La ministre des Sports de la jeunesse et de l’emploi, Annick Pikbougoum/Zingué Ouattara, a présidé, ce mercredi 11 mars 2026 à Ouagadougou la revue annuelle 2026 du cadre sectoriel de dialogue « Travail, emploi et protection sociale » (CSD-TEPS).
Cette revue consacrée au bilan des actions menées en 2025, vise également l’ensemble des interventions de 2021-2025 et jettera le dé des mesures à prendre pour l’année en cours.
Depuis 2021, le secteur «Travail, Emploi et Protection Sociale » contribue activement à l’atteinte des objectifs nationaux, notamment à travers les piliers 2 et 3 du Plan d’Actions pour la Stabilisation et le Développement (PA-SD), intitulés respectivement : « Répondre à la crise humanitaire » et « Refonder l’État et améliorer la gouvernance ».
Selon la ministre des Sports de l’emploi et de la jeunesse, Annick Pikbougoum/Zingué Ouattara, la session qui regroupe les différentes parties prenantes revêt un caractère particulier. Au-delà du bilan des actions menées en 2025, elle offre l’opportunité d’évaluer l’ensemble des interventions conduites sur la période 2021-2025, d’en apprécier les acquis et d’en tirer les enseignements nécessaires pour améliorer les futures interventions.

Un bilan satisfaisant…
Toujours selon la ministre en charge des sports et de l’emploi, au cours de l’année 2025, grâce à l’engagement soutenu de l’ensemble des acteurs, des résultats significatifs ont été enregistrés. Ainsi, le secteur TEPS affiche un taux de réalisation physique de 85,64% et un taux d’exécution financière supérieur à 100%, traduisant une mobilisation remarquable des ressources au service des priorités nationales.

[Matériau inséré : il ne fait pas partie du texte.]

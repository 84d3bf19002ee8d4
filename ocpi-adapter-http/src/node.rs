//! OCPI node wiring
//!
//! Owns the registry, authenticator, negotiator and resource stores of one
//! node and hands out the HTTP router and outbound clients built on them.
//!
//! ```text
//!        peer ──HTTP──► Router ──► Authenticator ──► Registry
//!                          │                            ▲
//!                          └──► ResourceStores          │
//!  OcpiClient ──► VersionNegotiator ──HTTP──► peer      │
//!       └──────────────────────────────────────────────┘
//! ```

use std::future::Future;
use std::io;
use std::sync::Arc;

use axum::Router;
use thiserror::Error;
use tokio::net::TcpListener;
use tracing::info;

use ocpi_core::resources::{Cdr, Location, Session, Tariff};
use ocpi_core::{
    AccessTokenAuthenticator, FileSink, FileSinkConfig, PartyIdentity, RegistryError,
    RemotePartyRegistry,
};

use crate::client::OcpiClient;
use crate::config::NodeConfig;
use crate::negotiator::{NegotiationError, VersionNegotiator};
use crate::server;
use crate::store::ResourceStore;

/// Failures while starting or running a node
#[derive(Error, Debug)]
pub enum NodeError {
    #[error("Registry error: {0}")]
    Registry(#[from] RegistryError),

    #[error("HTTP client error: {0}")]
    Negotiation(#[from] NegotiationError),

    #[error("IO error: {0}")]
    Io(#[from] io::Error),
}

/// Shared state handed to every request handler
#[derive(Clone)]
pub struct NodeState {
    pub config: Arc<NodeConfig>,
    pub registry: Arc<RemotePartyRegistry>,
    pub authenticator: AccessTokenAuthenticator,
    pub negotiator: Arc<VersionNegotiator>,
    pub locations: Arc<ResourceStore<Location>>,
    pub sessions: Arc<ResourceStore<Session>>,
    pub tariffs: Arc<ResourceStore<Tariff>>,
    pub cdrs: Arc<ResourceStore<Cdr>>,
}

/// One OCPI federation node
pub struct OcpiNode {
    state: NodeState,
}

impl OcpiNode {
    /// Build a node; replays the registry log when one is configured
    pub fn new(config: NodeConfig) -> Result<Self, NodeError> {
        let registry = match &config.registry_log {
            Some(path) => {
                let sink = FileSink::open(FileSinkConfig {
                    path: path.clone(),
                    ..Default::default()
                })?;
                RemotePartyRegistry::open(sink)?
            }
            None => RemotePartyRegistry::in_memory(),
        };
        Self::with_registry(config, Arc::new(registry))
    }

    /// Build a node around an existing registry
    pub fn with_registry(
        config: NodeConfig,
        registry: Arc<RemotePartyRegistry>,
    ) -> Result<Self, NodeError> {
        let negotiator = VersionNegotiator::new(config.request_timeout)?;
        let authenticator =
            AccessTokenAuthenticator::new(registry.clone()).with_base64(config.base64_tokens);

        info!(
            "Node: {} with {} remote parties, versions {:?}",
            config.identity,
            registry.len(),
            config.versions.iter().map(|v| v.as_str()).collect::<Vec<_>>()
        );

        Ok(Self {
            state: NodeState {
                config: Arc::new(config),
                registry,
                authenticator,
                negotiator: Arc::new(negotiator),
                locations: Arc::new(ResourceStore::new()),
                sessions: Arc::new(ResourceStore::new()),
                tariffs: Arc::new(ResourceStore::new()),
                cdrs: Arc::new(ResourceStore::new()),
            },
        })
    }

    pub fn config(&self) -> &NodeConfig {
        &self.state.config
    }

    pub fn registry(&self) -> &Arc<RemotePartyRegistry> {
        &self.state.registry
    }

    pub fn state(&self) -> &NodeState {
        &self.state
    }

    /// HTTP surface of this node
    pub fn router(&self) -> Router {
        server::router(self.state.clone())
    }

    /// Outbound client for one remote party
    pub fn client(&self, remote: PartyIdentity) -> OcpiClient {
        OcpiClient::new(self.state.clone(), remote)
    }

    /// Serve on `listener` until `shutdown` resolves
    pub async fn serve<F>(&self, listener: TcpListener, shutdown: F) -> Result<(), NodeError>
    where
        F: Future<Output = ()> + Send + 'static,
    {
        info!("Node: Listening on {}", listener.local_addr()?);
        axum::serve(listener, self.router())
            .with_graceful_shutdown(shutdown)
            .await?;
        info!("Node: Stopped");
        Ok(())
    }

    /// Bind the configured address and serve until Ctrl-C
    pub async fn run(&self) -> Result<(), NodeError> {
        let listener = TcpListener::bind(self.state.config.bind_addr).await?;
        self.serve(listener, async {
            let _ = tokio::signal::ctrl_c().await;
        })
        .await
    }
}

« Malgré un contexte national marqué par la reconquête du territoire, des actions structurantes ont été mises en œuvre, permettant d’engranger des acquis majeurs, notamment : la création de 156 429 emplois décents; le financement de 17 200 projets ; l’autonomisation de 47 160 femmes dans le domaine de la production agro-pastorale », a présenté, Annick Pikbougoum/Zingué Ouattara.

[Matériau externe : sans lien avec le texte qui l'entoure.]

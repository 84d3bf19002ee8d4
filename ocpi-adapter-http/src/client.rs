//! OCPI client bound to one remote party
//!
//! Drives the credentials exchange from our side. Every call returns a
//! `ClientResponse` and never panics or throws: local failures (nothing was
//! sent) carry no HTTP status and status code `-1`.
//!
//! Registration:
//! 1. negotiate the highest mutual version with the peer
//! 2. pre-register a fresh token so the peer can call us back
//! 3. `POST` our credentials, authorized with the peer's current token
//! 4. on success replace the peer record in one registry swap; on failure
//!    roll the pre-registered token back. A swap that fails after the peer
//!    accepted is reported as a local failure with the peer's HTTP status.

use std::sync::Arc;

use reqwest::Method;
use serde::de::DeserializeOwned;
use serde::Serialize;
use tracing::{debug, info, warn};

use ocpi_core::{
    AccessInfo, AccessToken, Credentials, ModuleId, PartyIdentity, RemoteAccessInfo, RemoteParty,
    Version, VersionDetail,
};

use crate::envelope::{status, OcpiResponse};
use crate::headers::{self, RequestIds};
use crate::negotiator::{NegotiationError, VersionNegotiator};
use crate::node::NodeState;

/// Result of one client call
#[derive(Debug, Clone, PartialEq)]
pub struct ClientResponse<T> {
    /// `None` when no request was sent or no response arrived
    pub http_status: Option<u16>,
    pub status_code: i32,
    pub status_message: String,
    pub data: Option<T>,
    pub request_id: String,
    pub correlation_id: String,
}

impl<T> ClientResponse<T> {
    /// Failure detected before anything was sent
    pub fn local_failure(message: impl Into<String>, ids: RequestIds) -> Self {
        Self {
            http_status: None,
            status_code: status::LOCAL_FAILURE,
            status_message: message.into(),
            data: None,
            request_id: ids.request_id,
            correlation_id: ids.correlation_id,
        }
    }

    pub fn is_success(&self) -> bool {
        matches!(self.http_status, Some(code) if (200..300).contains(&code))
            && self.status_code == status::SUCCESS
    }

    pub fn is_local_failure(&self) -> bool {
        self.http_status.is_none()
    }
}

/// Outbound OCPI calls to one remote party
pub struct OcpiClient {
    state: NodeState,
    remote: PartyIdentity,
}

impl OcpiClient {
    pub fn new(state: NodeState, remote: PartyIdentity) -> Self {
        Self { state, remote }
    }

    pub fn remote(&self) -> &PartyIdentity {
        &self.remote
    }

    fn negotiator(&self) -> &Arc<VersionNegotiator> {
        &self.state.negotiator
    }

    fn party(&self) -> Option<Arc<RemoteParty>> {
        self.state.registry.lookup_by_identity(&self.remote)
    }

    /// Current endpoint of the peer, or a local failure
    fn remote_access(&self, ids: &RequestIds) -> Result<RemoteAccessInfo, RequestIds> {
        match self.party().and_then(|party| party.remote_access().cloned()) {
            Some(remote) => Ok(remote),
            None => {
                debug!("Client: No remote access info for {}", self.remote);
                Err(ids.clone())
            }
        }
    }

    /// `GET` the peer's `/versions`
    pub async fn get_versions(&self) -> ClientResponse<Vec<Version>> {
        let ids = RequestIds::generate();
        let remote = match self.remote_access(&ids) {
            Ok(remote) => remote,
            Err(ids) => return no_remote_url(ids),
        };
        self.call::<(), _>(Method::GET, &remote.versions_url, &remote.token, None, ids)
            .await
    }

    /// `GET` the detail of the selected version
    pub async fn get_version_details(&self) -> ClientResponse<VersionDetail> {
        let ids = RequestIds::generate();
        let remote = match self.remote_access(&ids) {
            Ok(remote) => remote,
            Err(ids) => return no_remote_url(ids),
        };
        let Some(version) = remote.selected_version.clone() else {
            return ClientResponse::local_failure(NegotiationError::NoVersionSelected.to_string(), ids);
        };

        let version_url = match self
            .negotiator()
            .fetch_versions(&remote.versions_url, &remote.token)
            .await
        {
            Ok(versions) => versions.into_iter().find(|v| v.version == version).map(|v| v.url),
            Err(e) => {
                warn!("Client: Cannot list versions of {}: {}", self.remote, e);
                None
            }
        };
        let Some(version_url) = version_url else {
            return no_remote_url(ids);
        };

        self.call::<(), _>(Method::GET, &version_url, &remote.token, None, ids)
            .await
    }

    /// `GET` the peer's credentials
    pub async fn get_credentials(&self) -> ClientResponse<Credentials> {
        let ids = RequestIds::generate();
        let (remote, url) = match self.credentials_endpoint(&ids).await {
            Ok(endpoint) => endpoint,
            Err(response) => return response,
        };
        self.call::<(), _>(Method::GET, &url, &remote.token, None, ids)
            .await
    }

    /// Register with the peer (`POST`); repeated calls rotate tokens
    pub async fn register(&self) -> ClientResponse<Credentials> {
        self.exchange(Method::POST).await
    }

    /// Update our credentials at the peer (`PUT`); rotates tokens
    pub async fn put_credentials(&self) -> ClientResponse<Credentials> {
        self.exchange(Method::PUT).await
    }

    /// Unregister from the peer (`DELETE`)
    pub async fn unregister(&self) -> ClientResponse<()> {
        let ids = RequestIds::generate();
        let (remote, url) = match self.credentials_endpoint(&ids).await {
            Ok(endpoint) => endpoint,
            Err(response) => return response,
        };

        let response: ClientResponse<()> = self
            .call::<(), _>(Method::DELETE, &url, &remote.token, None, ids)
            .await;

        if response.is_success() {
            let result = self.state.registry.update(&self.remote, |party| {
                let kept = party
                    .access_infos
                    .iter()
                    .filter(|info| !info.registered)
                    .cloned()
                    .collect();
                party.with_access_infos(kept).with_remote_access_infos(Vec::new())
            });
            match result {
                Ok(_) => info!("Client: Unregistered from {}", self.remote),
                Err(e) => warn!("Client: Unregistered from {} but registry update failed: {}", self.remote, e),
            }
        }
        response
    }

    /// Resolve the peer's credentials URL under the selected version
    async fn credentials_endpoint<T>(
        &self,
        ids: &RequestIds,
    ) -> Result<(RemoteAccessInfo, String), ClientResponse<T>> {
        let remote = self
            .remote_access(ids)
            .map_err(no_remote_url)?;

        match self
            .negotiator()
            .resolve_module_url(&remote, &ModuleId::Credentials)
            .await
        {
            Ok(url) => Ok((remote, url)),
            Err(e) => {
                debug!("Client: Cannot resolve credentials of {}: {}", self.remote, e);
                Err(resolution_failure(e, ids.clone()))
            }
        }
    }

    async fn exchange(&self, method: Method) -> ClientResponse<Credentials> {
        let ids = RequestIds::generate();
        let remote = match self.remote_access(&ids) {
            Ok(remote) => remote,
            Err(ids) => return no_remote_url(ids),
        };

        let negotiated = match self
            .negotiator()
            .negotiate(&remote.versions_url, &remote.token, &self.state.config.versions)
            .await
        {
            Ok(negotiated) => negotiated,
            Err(e) => {
                warn!("Client: Version negotiation with {} failed: {}", self.remote, e);
                return ClientResponse::local_failure(e.to_string(), ids);
            }
        };
        let Some(url) = negotiated
            .detail
            .module_url(&ModuleId::Credentials)
            .map(str::to_string)
        else {
            return no_remote_url(ids);
        };

        let token = self.state.config.generate_token();
        if let Err(e) = self.state.registry.update(&self.remote, |party| {
            party.with_additional_access(AccessInfo::bootstrap(token.clone()))
        }) {
            warn!("Client: Cannot pre-register token for {}: {}", self.remote, e);
            return ClientResponse::local_failure(e.to_string(), ids);
        }

        let credentials = self.state.config.credentials(token.clone());
        info!(
            "Client: {} credentials to {} at {} (OCPI {})",
            method, self.remote, url, negotiated.selected
        );
        let response: ClientResponse<Credentials> = self
            .call(method, &url, &remote.token, Some(&credentials), ids)
            .await;

        let theirs = match (&response.data, response.is_success()) {
            (Some(theirs), true) => theirs.clone(),
            _ => {
                warn!(
                    "Client: Registration with {} failed: {} {}",
                    self.remote, response.status_code, response.status_message
                );
                self.roll_back(&token);
                return response;
            }
        };

        let replaced = self.state.registry.update(&self.remote, |party| {
            party
                .with_access_infos(vec![AccessInfo::registered(token.clone())])
                .with_remote_access_infos(vec![RemoteAccessInfo::new(
                    theirs.token.clone(),
                    theirs.url.clone(),
                )
                .with_versions(negotiated.version_ids.clone())
                .with_selected_version(negotiated.selected.clone())])
                .with_business_details(theirs.business_details.clone())
        });

        match replaced {
            Ok(_) => {
                info!(
                    "Client: Registered with {}, new remote token {}",
                    self.remote,
                    theirs.token.redacted()
                );
                response
            }
            Err(e) => {
                warn!("Client: Registered with {} but registry update failed: {}", self.remote, e);
                self.roll_back(&token);
                ClientResponse {
                    status_code: status::LOCAL_FAILURE,
                    status_message: e.to_string(),
                    data: None,
                    ..response
                }
            }
        }
    }

    fn roll_back(&self, token: &AccessToken) {
        let result = self
            .state
            .registry
            .update(&self.remote, |party| party.without_token(token.as_str()));
        if let Err(e) = result {
            warn!("Client: Cannot roll back token for {}: {}", self.remote, e);
        }
    }

    async fn call<B: Serialize, T: DeserializeOwned>(
        &self,
        method: Method,
        url: &str,
        token: &AccessToken,
        body: Option<&B>,
        ids: RequestIds,
    ) -> ClientResponse<T> {
        debug!("Client: {} {} (request {})", method, url, ids.request_id);

        let mut request = self
            .negotiator()
            .http()
            .request(method, url)
            .header(headers::AUTHORIZATION, headers::authorization(token))
            .header(headers::X_REQUEST_ID, ids.request_id.as_str())
            .header(headers::X_CORRELATION_ID, ids.correlation_id.as_str());
        if let Some(body) = body {
            request = request.json(body);
        }

        let response = match request.send().await {
            Ok(response) => response,
            Err(e) => {
                let err = NegotiationError::from_reqwest(url, e);
                warn!("Client: {}", err);
                return ClientResponse::local_failure(err.to_string(), ids);
            }
        };

        let http_status = response.status().as_u16();
        let envelope = match response.bytes().await {
            Ok(body) => serde_json::from_slice::<OcpiResponse<T>>(&body).map_err(|e| e.to_string()),
            Err(e) => Err(e.to_string()),
        };

        match envelope {
            Ok(envelope) => ClientResponse {
                http_status: Some(http_status),
                status_code: envelope.status_code,
                status_message: envelope.status_message.unwrap_or_default(),
                data: envelope.data,
                request_id: ids.request_id,
                correlation_id: ids.correlation_id,
            },
            Err(reason) => ClientResponse {
                http_status: Some(http_status),
                status_code: status::LOCAL_FAILURE,
                status_message: format!("Malformed response: {}", reason),
                data: None,
                request_id: ids.request_id,
                correlation_id: ids.correlation_id,
            },
        }
    }
}

fn no_remote_url<T>(ids: RequestIds) -> ClientResponse<T> {
    ClientResponse::local_failure(NegotiationError::NoRemoteUrlAvailable.to_string(), ids)
}

/// Endpoint resolution failure; keeps the peer's status when it answered
fn resolution_failure<T>(err: NegotiationError, ids: RequestIds) -> ClientResponse<T> {
    match &err {
        NegotiationError::Status {
            http_status,
            status_code,
            ..
        } => ClientResponse {
            http_status: Some(*http_status),
            status_code: status_code.unwrap_or(status::LOCAL_FAILURE),
            status_message: err.to_string(),
            data: None,
            request_id: ids.request_id,
            correlation_id: ids.correlation_id,
        },
        _ => ClientResponse::local_failure(err.to_string(), ids),
    }
}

À cela, s’ajoutent la contribution à la réduction de la pauvreté à travers l’octroi de crédits à 473 087 femmes en milieu rural, y compris des femmes déplacées internes, la prise en charge de 87 532 femmes et filles victimes de violences la prise en charge psychosociale de 1075 pupilles de la Nation et pupilles de l’État

Des avancées importantes ont également été enregistrées sur le plan normatif, notamment l’adoption de textes majeurs en matière de sécurité sociale. Il s’agit notamment de la loi instituant la coordination entre la Caisse autonome de retraite des fonctionnaires (CARFO) et la Caisse nationale de sécurité sociale (CNSS), ainsi que du décret portant relèvement du Salaire Minimum Interprofessionnel Garanti (SMIG) de 30 684 FCFA à 45 000 FCFA.
« Ces performances sont le fruit de l’abnégation, du professionnalisme et du sens élevé de responsabilité des acteurs du secteur. Je tiens à leur adresser mes sincères félicitations et mes encouragements », a-t-elle fait savoir.

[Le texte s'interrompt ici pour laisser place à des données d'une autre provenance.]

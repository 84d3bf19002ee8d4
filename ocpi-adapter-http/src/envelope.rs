//! OCPI response envelope and HTTP error mapping
//!
//! Every OCPI response body is `{data?, status_code, status_message,
//! timestamp}`. Handlers return `Result<_, ApiError>`; `ApiError` renders the
//! envelope with the matching HTTP status.

use axum::http::StatusCode;
use axum::response::{IntoResponse, Response};
use axum::Json;
use chrono::{DateTime, Utc};
use serde::{Deserialize, Serialize};
use tracing::error;

use ocpi_core::{timestamp, AuthError, PatchError, RegistrationStateError};

/// OCPI status codes
pub mod status {
    pub const SUCCESS: i32 = 1000;
    pub const CLIENT_ERROR: i32 = 2000;
    pub const INVALID_PARAMETERS: i32 = 2001;
    pub const NOT_ENOUGH_INFORMATION: i32 = 2002;
    pub const UNKNOWN_OBJECT: i32 = 2003;
    pub const SERVER_ERROR: i32 = 3000;
    pub const UNABLE_TO_USE_CLIENT_API: i32 = 3001;
    pub const UNSUPPORTED_VERSION: i32 = 3002;
    /// Client-side only: the request was never sent
    pub const LOCAL_FAILURE: i32 = -1;
}

/// Message of every successful response
pub const SUCCESS_MESSAGE: &str = "Hello world!";

/// OCPI response body
#[derive(Debug, Clone, PartialEq, Serialize, Deserialize)]
pub struct OcpiResponse<T> {
    #[serde(skip_serializing_if = "Option::is_none")]
    pub data: Option<T>,
    pub status_code: i32,
    #[serde(default, skip_serializing_if = "Option::is_none")]
    pub status_message: Option<String>,
    #[serde(default = "timestamp::now", with = "timestamp")]
    pub timestamp: DateTime<Utc>,
}

impl<T> OcpiResponse<T> {
    pub fn success(data: T) -> Self {
        Self {
            data: Some(data),
            status_code: status::SUCCESS,
            status_message: Some(SUCCESS_MESSAGE.to_string()),
            timestamp: timestamp::now(),
        }
    }

    pub fn empty() -> Self {
        Self {
            data: None,
            status_code: status::SUCCESS,
            status_message: Some(SUCCESS_MESSAGE.to_string()),
            timestamp: timestamp::now(),
        }
    }

    pub fn error(status_code: i32, message: impl Into<String>) -> Self {
        Self {
            data: None,
            status_code,
            status_message: Some(message.into()),
            timestamp: timestamp::now(),
        }
    }

    pub fn is_success(&self) -> bool {
        self.status_code == status::SUCCESS
    }
}

/// `200 OK` with data
pub fn ok<T: Serialize>(data: T) -> (StatusCode, Json<OcpiResponse<T>>) {
    (StatusCode::OK, Json(OcpiResponse::success(data)))
}

/// `201 Created` when `created`, else `200 OK`
pub fn stored<T: Serialize>(data: T, created: bool) -> (StatusCode, Json<OcpiResponse<T>>) {
    let status = if created {
        StatusCode::CREATED
    } else {
        StatusCode::OK
    };
    (status, Json(OcpiResponse::success(data)))
}

/// Handler failure rendered as an OCPI envelope
#[derive(Debug, Clone, PartialEq, Eq)]
pub struct ApiError {
    pub status: StatusCode,
    pub status_code: i32,
    pub message: String,
}

impl ApiError {
    pub fn new(status: StatusCode, status_code: i32, message: impl Into<String>) -> Self {
        Self {
            status,
            status_code,
            message: message.into(),
        }
    }

    pub fn bad_request(message: impl Into<String>) -> Self {
        Self::new(StatusCode::BAD_REQUEST, status::INVALID_PARAMETERS, message)
    }

    pub fn forbidden(message: impl Into<String>) -> Self {
        Self::new(StatusCode::FORBIDDEN, status::CLIENT_ERROR, message)
    }

    pub fn unknown_object(message: impl Into<String>) -> Self {
        Self::new(StatusCode::NOT_FOUND, status::UNKNOWN_OBJECT, message)
    }

    pub fn unknown_version() -> Self {
        Self::new(StatusCode::NOT_FOUND, status::CLIENT_ERROR, "Unknown OCPI version!")
    }

    pub fn unable_to_use_client_api() -> Self {
        Self::new(
            StatusCode::BAD_REQUEST,
            status::UNABLE_TO_USE_CLIENT_API,
            "Unable to use the client's API!",
        )
    }

    pub fn unsupported_version() -> Self {
        Self::new(
            StatusCode::BAD_REQUEST,
            status::UNSUPPORTED_VERSION,
            "No mutual OCPI version found!",
        )
    }

    /// Logs `detail` and hides it from the caller
    pub fn internal(detail: impl std::fmt::Display) -> Self {
        error!("Server: Internal error: {}", detail);
        Self::new(
            StatusCode::INTERNAL_SERVER_ERROR,
            status::SERVER_ERROR,
            "Internal server error!",
        )
    }
}

impl From<AuthError> for ApiError {
    fn from(err: AuthError) -> Self {
        Self::forbidden(err.to_string())
    }
}

impl From<RegistrationStateError> for ApiError {
    fn from(err: RegistrationStateError) -> Self {
        Self::new(StatusCode::METHOD_NOT_ALLOWED, status::CLIENT_ERROR, err.to_string())
    }
}

impl From<PatchError> for ApiError {
    fn from(err: PatchError) -> Self {
        Self::bad_request(err.to_string())
    }
}

impl IntoResponse for ApiError {
    fn into_response(self) -> Response {
        let body = OcpiResponse::<()>::error(self.status_code, self.message);
        (self.status, Json(body)).into_response()
    }
}

#[cfg(test)]
mod tests {
    use super::*;
    use serde_json::json;

    #[test]
    fn test_envelope_wire_format() {
        let value = serde_json::to_value(OcpiResponse::success(vec![1, 2])).unwrap();
        assert_eq!(value["data"], json!([1, 2]));
        assert_eq!(value["status_code"], 1000);
        assert_eq!(value["status_message"], "Hello world!");
        assert!(value["timestamp"].as_str().unwrap().ends_with('Z'));

        let value = serde_json::to_value(OcpiResponse::<()>::error(2000, "nope")).unwrap();
        assert!(value.get("data").is_none());
    }

    #[test]
    fn test_envelope_tolerates_missing_fields() {
        let parsed: OcpiResponse<String> =
            serde_json::from_value(json!({"status_code": 2001})).unwrap();
        assert_eq!(parsed.status_code, 2001);
        assert_eq!(parsed.data, None);
        assert!(!parsed.is_success());
    }

    #[test]
    fn test_envelope_of_credentials() {
        let parsed: OcpiResponse<ocpi_core::Credentials> = serde_json::from_value(json!({
            "data": {
                "token": "abc",
                "url": "http://emsp.example/versions",
                "business_details": {"name": "EMSP"},
                "country_code": "DE",
                "party_id": "EMP"
            },
            "status_code": 1000,
            "timestamp": "2020-10-01T10:00:00Z"
        }))
        .unwrap();
        assert!(parsed.is_success());
        assert_eq!(parsed.data.unwrap().party_id.as_str(), "EMP");

        let empty: OcpiResponse<ocpi_core::Credentials> =
            serde_json::from_value(json!({"status_code": 3001})).unwrap();
        assert_eq!(empty.status_code, 3001);
        assert!(empty.data.is_none());
    }

    #[test]
    fn test_error_mapping() {
        let forbidden = ApiError::from(AuthError::Blocked);
        assert_eq!(forbidden.status, StatusCode::FORBIDDEN);
        assert_eq!(forbidden.status_code, 2000);
        assert_eq!(forbidden.message, "Invalid or blocked access token!");

        let unregistered = ApiError::from(RegistrationStateError::NotYetRegistered);
        assert_eq!(unregistered.status, StatusCode::METHOD_NOT_ALLOWED);
        assert_eq!(unregistered.status_code, 2000);

        let patch = ApiError::from(PatchError::ImmutableField {
            noun: "a connector",
            label: "identification",
        });
        assert_eq!(patch.status, StatusCode::BAD_REQUEST);
        assert_eq!(patch.status_code, 2001);
        assert_eq!(
            patch.message,
            "Patching the 'identification' of a connector is not allowed!"
        );

        let internal = ApiError::internal("disk on fire");
        assert_eq!(internal.status_code, 3000);
        assert_eq!(internal.message, "Internal server error!");
    }
}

En dépit de ces progrès réalisés, il demeure encore des défis au titre desquels figurent le renforcement de la promotion du travail décent, la protection sociale, l’amélioration des mécanismes de gestion de catastrophes et des crises humanitaires, etc. Ces défis, a conclu Annick Pikbougoum/Zingué Ouattara, seront relevés à travers la mise en œuvre du PASD-TEPS 2026-2026, en cohérence avec le pilier 3 du plan RELANCE, consacré au développement du capital humain.

Notons que cette revue annuelle à connu la participation de Mathias Traoré, ministre des Serviteurs du peuple et du Lieutenant-Colonel Passowendé Pélagie Kaboré/Kabré, ministre de la Famille et la Solidarité.